### What you are asked to do
Restate the full set of records exactly, without adding or dropping a word.

### Information
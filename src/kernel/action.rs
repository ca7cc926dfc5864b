use crate::models::ItemId;

#[derive(Debug, Clone, PartialEq, Eq)]
pub enum Action {
    CreateFolder {
        name: String,
        parent_id: Option<ItemId>,
    },
    CreateFile {
        name: String,
        parent_id: Option<ItemId>,
    },
    ToggleFolder(ItemId),
    OpenFile(ItemId),
    CloseFile(ItemId),
    SetActiveFile(ItemId),
    UpdateFileContent {
        id: ItemId,
        content: String,
    },
    /// The host is expected to have confirmed with the user already.
    DeleteItem(ItemId),
}

impl Action {
    pub fn name(&self) -> &'static str {
        match self {
            Action::CreateFolder { .. } => "createFolder",
            Action::CreateFile { .. } => "createFile",
            Action::ToggleFolder(_) => "toggleFolder",
            Action::OpenFile(_) => "openFile",
            Action::CloseFile(_) => "closeFile",
            Action::SetActiveFile(_) => "setActiveFile",
            Action::UpdateFileContent { .. } => "updateFileContent",
            Action::DeleteItem(_) => "deleteItem",
        }
    }
}
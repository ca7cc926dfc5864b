/// Follow-up work a committed transition hands back to the host.
#[derive(Debug, Clone, Copy, PartialEq, Eq)]
pub enum Effect {
    PersistSnapshot,
}
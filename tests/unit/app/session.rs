use super::*;
use crate::kernel::services::adapters::MemorySnapshotStore;
use crate::models::ItemId;
use tempfile::tempdir;

fn memory_session(settings: &Settings) -> (Session, MemorySnapshotStore) {
    let storage = MemorySnapshotStore::new();
    let session = Session::with_storage(Box::new(storage.clone()), settings);
    (session, storage)
}

fn create_file(session: &mut Session, name: &str, parent_id: Option<ItemId>) -> ItemId {
    session
        .dispatch(Action::CreateFile {
            name: name.to_string(),
            parent_id,
        })
        .created
        .unwrap()
}

#[test]
fn starts_empty_without_saved_state() {
    let (session, storage) = memory_session(&Settings::default());

    assert_eq!(session.snapshot(), EditorSnapshot::default());
    assert!(storage.contents().is_none());
}

#[test]
fn autosave_persists_every_commit() {
    let (mut session, storage) = memory_session(&Settings::default());

    let file = create_file(&mut session, "draft", None);
    session.dispatch(Action::OpenFile(file));
    session.dispatch(Action::UpdateFileContent {
        id: file,
        content: "h".to_string(),
    });

    let saved = storage.load().unwrap().unwrap();
    assert_eq!(saved, session.snapshot());
    assert_eq!(saved.active_file_id, Some(file));
}

#[test]
fn no_op_does_not_touch_storage() {
    let (mut session, storage) = memory_session(&Settings::default());

    let result = session.dispatch(Action::CloseFile(ItemId::generate()));

    assert!(!result.state_changed);
    assert!(storage.contents().is_none());
}

#[test]
fn autosave_off_defers_to_close() {
    let settings = Settings {
        autosave: false,
        ..Settings::default()
    };
    let (mut session, storage) = memory_session(&settings);

    let file = create_file(&mut session, "later", None);
    assert!(storage.contents().is_none());

    let closed = session.close().unwrap();
    assert_eq!(closed.file_system.len(), 1);
    assert_eq!(closed.file_system[0].id, file);
    assert_eq!(storage.load().unwrap(), Some(closed));
}

#[test]
fn reopen_restores_previous_session() {
    let (mut session, storage) = memory_session(&Settings::default());
    let dir = session
        .dispatch(Action::CreateFolder {
            name: "notes".to_string(),
            parent_id: None,
        })
        .created
        .unwrap();
    let file = create_file(&mut session, "todo", Some(dir));
    session.dispatch(Action::OpenFile(file));
    let before = session.close().unwrap();

    let mut reopened = Session::with_storage(Box::new(storage), &Settings::default());

    assert_eq!(reopened.snapshot(), before);
    assert_eq!(reopened.state().active_document().unwrap().name, "todo.txt");

    reopened.dispatch(Action::DeleteItem(dir));
    assert!(reopened.state().open_files().is_empty());
    assert_eq!(reopened.state().active_file_id(), None);
}

#[test]
fn strict_focus_setting_reaches_the_store() {
    let settings = Settings {
        strict_focus: true,
        ..Settings::default()
    };
    let (mut session, _storage) = memory_session(&settings);

    assert!(session.store().config().strict_focus);
    assert!(!session.dispatch(Action::SetActiveFile(ItemId::generate())).state_changed);
}

#[test]
fn open_uses_configured_snapshot_path() {
    let dir = tempdir().unwrap();
    let path = dir.path().join("session.json");
    let settings = Settings {
        snapshot_path: Some(path.clone()),
        ..Settings::default()
    };

    let mut session = Session::open(&settings);
    create_file(&mut session, "persisted", None);
    assert!(path.exists());
    session.close().unwrap();

    let reopened = Session::open(&settings);
    let names: Vec<_> = reopened.state().items().map(|i| i.name.to_string()).collect();
    assert_eq!(names, ["persisted.txt"]);
}

#[test]
fn corrupt_snapshot_starts_empty() {
    let dir = tempdir().unwrap();
    let path = dir.path().join("session.json");
    std::fs::write(&path, "not json").unwrap();
    let settings = Settings {
        snapshot_path: Some(path),
        ..Settings::default()
    };

    let session = Session::open(&settings);

    assert_eq!(session.state().items().count(), 0);
}

struct FailingStore;

impl SnapshotStore for FailingStore {
    fn load(&self) -> Result<Option<EditorSnapshot>, SnapshotError> {
        Ok(None)
    }

    fn save(&self, _snapshot: &EditorSnapshot) -> Result<(), SnapshotError> {
        Err(std::io::Error::new(std::io::ErrorKind::PermissionDenied, "read-only").into())
    }
}

#[test]
fn failed_close_returns_unsaved_snapshot() {
    let settings = Settings {
        autosave: false,
        ..Settings::default()
    };
    let mut session = Session::with_storage(Box::new(FailingStore), &settings);
    let file = create_file(&mut session, "unsaved", None);
    session.dispatch(Action::UpdateFileContent {
        id: file,
        content: "keep me".to_string(),
    });
    let expected = session.snapshot();

    let err = session.close().unwrap_err();

    assert!(matches!(err.source, SnapshotError::Io(_)));
    assert_eq!(err.snapshot, expected);
    let restored = EditorState::from_snapshot(err.snapshot);
    assert_eq!(restored.item(file).unwrap().content(), Some("keep me"));
}

#[test]
fn failed_autosave_keeps_the_session_running() {
    let mut session = Session::with_storage(Box::new(FailingStore), &Settings::default());

    let result = session.dispatch(Action::CreateFolder {
        name: "dir".to_string(),
        parent_id: None,
    });

    assert!(result.state_changed);
    assert_eq!(session.state().items().count(), 1);
}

### Written response
filename src/kernel/action.rs
repository ca7cc926dfc5864b
use crate::models::ItemId;

#[derive(Debug, Clone, PartialEq, Eq)]
pub enum Action {
    CreateFolder {
        name: String,
        parent_id: Option<ItemId>,
    },
    CreateFile {
        name: String,
        parent_id: Option<ItemId>,
    },
    ToggleFolder(ItemId),
    OpenFile(ItemId),
    CloseFile(ItemId),
    SetActiveFile(ItemId),
    UpdateFileContent {
        id: ItemId,
        content: String,
    },
    /// The host is expected to have confirmed with the user already.
    DeleteItem(ItemId),
}

impl Action {
    pub fn name(&self) -> &'static str {
        match self {
            Action::CreateFolder { .. } => "createFolder",
            Action::CreateFile { .. } => "createFile",
            Action::ToggleFolder(_) => "toggleFolder",
            Action::OpenFile(_) => "openFile",
            Action::CloseFile(_) => "closeFile",
            Action::SetActiveFile(_) => "setActiveFile",
            Action::UpdateFileContent { .. } => "updateFileContent",
            Action::DeleteItem(_) => "deleteItem",
        }
    }
}
repository ca7cc926dfc5864b
/// Follow-up work a committed transition hands back to the host.
#[derive(Debug, Clone, Copy, PartialEq, Eq)]
pub enum Effect {
    PersistSnapshot,
}
filename tests/unit/app/session.rs
use super::*;
use crate::kernel::services::adapters::MemorySnapshotStore;
use crate::models::ItemId;
use tempfile::tempdir;

fn memory_session(settings: &Settings) -> (Session, MemorySnapshotStore) {
    let storage = MemorySnapshotStore::new();
    let session = Session::with_storage(Box::new(storage.clone()), settings);
    (session, storage)
}

fn create_file(session: &mut Session, name: &str, parent_id: Option<ItemId>) -> ItemId {
    session
        .dispatch(Action::CreateFile {
            name: name.to_string(),
            parent_id,
        })
        .created
        .unwrap()
}

#[test]
fn starts_empty_without_saved_state() {
    let (session, storage) = memory_session(&Settings::default());

    assert_eq!(session.snapshot(), EditorSnapshot::default());
    assert!(storage.contents().is_none());
}

#[test]
fn autosave_persists_every_commit() {
    let (mut session, storage) = memory_session(&Settings::default());

    let file = create_file(&mut session, "draft", None);
    session.dispatch(Action::OpenFile(file));
    session.dispatch(Action::UpdateFileContent {
        id: file,
        content: "h".to_string(),
    });

    let saved = storage.load().unwrap().unwrap();
    assert_eq!(saved, session.snapshot());
    assert_eq!(saved.active_file_id, Some(file));
}

#[test]
fn no_op_does_not_touch_storage() {
    let (mut session, storage) = memory_session(&Settings::default());

    let result = session.dispatch(Action::CloseFile(ItemId::generate()));

    assert!(!result.state_changed);
    assert!(storage.contents().is_none());
}

#[test]
fn autosave_off_defers_to_close() {
    let settings = Settings {
        autosave: false,
        ..Settings::default()
    };
    let (mut session, storage) = memory_session(&settings);

    let file = create_file(&mut session, "later", None);
    assert!(storage.contents().is_none());

    let closed = session.close().unwrap();
    assert_eq!(closed.file_system.len(), 1);
    assert_eq!(closed.file_system[0].id, file);
    assert_eq!(storage.load().unwrap(), Some(closed));
}

#[test]
fn reopen_restores_previous_session() {
    let (mut session, storage) = memory_session(&Settings::default());
    let dir = session
        .dispatch(Action::CreateFolder {
            name: "notes".to_string(),
            parent_id: None,
        })
        .created
        .unwrap();
    let file = create_file(&mut session, "todo", Some(dir));
    session.dispatch(Action::OpenFile(file));
    let before = session.close().unwrap();

    let mut reopened = Session::with_storage(Box::new(storage), &Settings::default());

    assert_eq!(reopened.snapshot(), before);
    assert_eq!(reopened.state().active_document().unwrap().name, "todo.txt");

    reopened.dispatch(Action::DeleteItem(dir));
    assert!(reopened.state().open_files().is_empty());
    assert_eq!(reopened.state().active_file_id(), None);
}

#[test]
fn strict_focus_setting_reaches_the_store() {
    let settings = Settings {
        strict_focus: true,
        ..Settings::default()
    };
    let (mut session, _storage) = memory_session(&settings);

    assert!(session.store().config().strict_focus);
    assert!(!session.dispatch(Action::SetActiveFile(ItemId::generate())).state_changed);
}

#[test]
fn open_uses_configured_snapshot_path() {
    let dir = tempdir().unwrap();
    let path = dir.path().join("session.json");
    let settings = Settings {
        snapshot_path: Some(path.clone()),
        ..Settings::default()
    };

    let mut session = Session::open(&settings);
    create_file(&mut session, "persisted", None);
    assert!(path.exists());
    session.close().unwrap();

    let reopened = Session::open(&settings);
    let names: Vec<_> = reopened.state().items().map(|i| i.name.to_string()).collect();
    assert_eq!(names, ["persisted.txt"]);
}

#[test]
fn corrupt_snapshot_starts_empty() {
    let dir = tempdir().unwrap();
    let path = dir.path().join("session.json");
    std::fs::write(&path, "not json").unwrap();
    let settings = Settings {
        snapshot_path: Some(path),
        ..Settings::default()
    };

    let session = Session::open(&settings);

    assert_eq!(session.state().items().count(), 0);
}

struct FailingStore;

impl SnapshotStore for FailingStore {
    fn load(&self) -> Result<Option<EditorSnapshot>, SnapshotError> {
        Ok(None)
    }

    fn save(&self, _snapshot: &EditorSnapshot) -> Result<(), SnapshotError> {
        Err(std::io::Error::new(std::io::ErrorKind::PermissionDenied, "read-only").into())
    }
}

#[test]
fn failed_close_returns_unsaved_snapshot() {
    let settings = Settings {
        autosave: false,
        ..Settings::default()
    };
    let mut session = Session::with_storage(Box::new(FailingStore), &settings);
    let file = create_file(&mut session, "unsaved", None);
    session.dispatch(Action::UpdateFileContent {
        id: file,
        content: "keep me".to_string(),
    });
    let expected = session.snapshot();

    let err = session.close().unwrap_err();

    assert!(matches!(err.source, SnapshotError::Io(_)));
    assert_eq!(err.snapshot, expected);
    let restored = EditorState::from_snapshot(err.snapshot);
    assert_eq!(restored.item(file).unwrap().content(), Some("keep me"));
}

#[test]
fn failed_autosave_keeps_the_session_running() {
    let mut session = Session::with_storage(Box::new(FailingStore), &Settings::default());

    let result = session.dispatch(Action::CreateFolder {
        name: "dir".to_string(),
        parent_id: None,
    });

    assert!(result.state_changed);
    assert_eq!(session.state().items().count(), 1);
}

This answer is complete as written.